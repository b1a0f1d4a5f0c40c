#![doc = r#"
BIBSnet — a validating launcher for nnU-Net infant brain segmentation.

This crate checks the inputs of a single BIBSnet prediction (a subject directory
holding one T1w and one T2w NIfTI image, an output directory, the
`nnUNet_predict` executable, a task id and a model name), then runs the
predictor as a blocking subprocess and reports how long it took. It powers the
`bibsnet` CLI and can be embedded in other Rust pipelines.

Input naming
------------
nnU-Net reads channels from file suffixes: T1w images end in `_0000.nii.gz` and
T2w images end in `_0001.nii.gz`. The input directory must hold exactly one of
each.

Quick start
-----------
```rust,no_run
use std::path::Path;
use bibsnet::{prepare_run, run_prediction};

fn main() -> bibsnet::Result<()> {
    let config = prepare_run(
        Path::new("/data/sub-01/ses-1"),
        Path::new("/out/sub-01/ses-1"),
        Path::new("/opt/bibsnet/nnUNet_predict"),
        512,
        "3d_fullres",
    )?;

    let exit = run_prediction(&config)?;
    println!("predictor exited with {}", exit.code());
    Ok(())
}
```

Error handling
--------------
All public functions return `bibsnet::Result<T>`. Validation failures surface as
`Error::Validation` before any process is started; a predictor that cannot be
launched is `Error::Spawn`. A predictor that runs and exits non-zero is not an
error: inspect the returned [`PredictorExit`].

Useful modules
--------------
- [`api`] — high-level entry points.
- [`core`] — validators, the predictor command, and timing reports.
- [`types`] — `Modality`.
- [`error`] — crate-level `Error` and `Result`.
"#]

pub mod api;
pub mod core;
pub mod error;
pub mod types;

pub use crate::core::invoke::{PredictCommand, PredictorExit};
pub use crate::core::params::{PredictorDefaults, RunConfiguration};
pub use crate::core::report::{RunOutcome, RunReport, format_elapsed};
pub use error::{Error, Result};
pub use types::Modality;

pub use api::{prepare_run, run_prediction};
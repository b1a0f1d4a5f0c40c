//! Shared types used across BIBSnet.
//! `Modality` names the two structural MRI acquisitions the predictor expects.
use serde::{Deserialize, Serialize};

#[derive(Copy, Clone, PartialEq, Eq, PartialOrd, Ord, Debug, Hash, Serialize, Deserialize)]
pub enum Modality {
    T1w,
    T2w,
}

impl Modality {
    pub const ALL: [Modality; 2] = [Modality::T1w, Modality::T2w];

    /// nnU-Net channel suffix for this modality.
    pub const fn suffix(self) -> &'static str {
        match self {
            Modality::T1w => "_0000.nii.gz",
            Modality::T2w => "_0001.nii.gz",
        }
    }

    /// Mirrors a `*<suffix>` shell glob: hidden names never match and the
    /// wildcard may be empty.
    pub fn matches(self, file_name: &str) -> bool {
        !file_name.starts_with('.') && file_name.ends_with(self.suffix())
    }
}

impl std::fmt::Display for Modality {
    fn fmt(&self, f: &mut std::fmt::Formatter<'_>) -> std::fmt::Result {
        let s = match self {
            Modality::T1w => "T1w",
            Modality::T2w => "T2w",
        };
        write!(f, "{}", s)
    }
}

★ ★ ★ ★ ★ ★ ★

Begin with the line holding "impl std::fmt::Display for" and end with the last line of the material. Write out those lines exactly, and only those.

**Finished task**
impl std::fmt::Display for Modality {
    fn fmt(&self, f: &mut std::fmt::Formatter<'_>) -> std::fmt::Result {
        let s = match self {
            Modality::T1w => "T1w",
            Modality::T2w => "T2w",
        };
        write!(f, "{}", s)
    }
}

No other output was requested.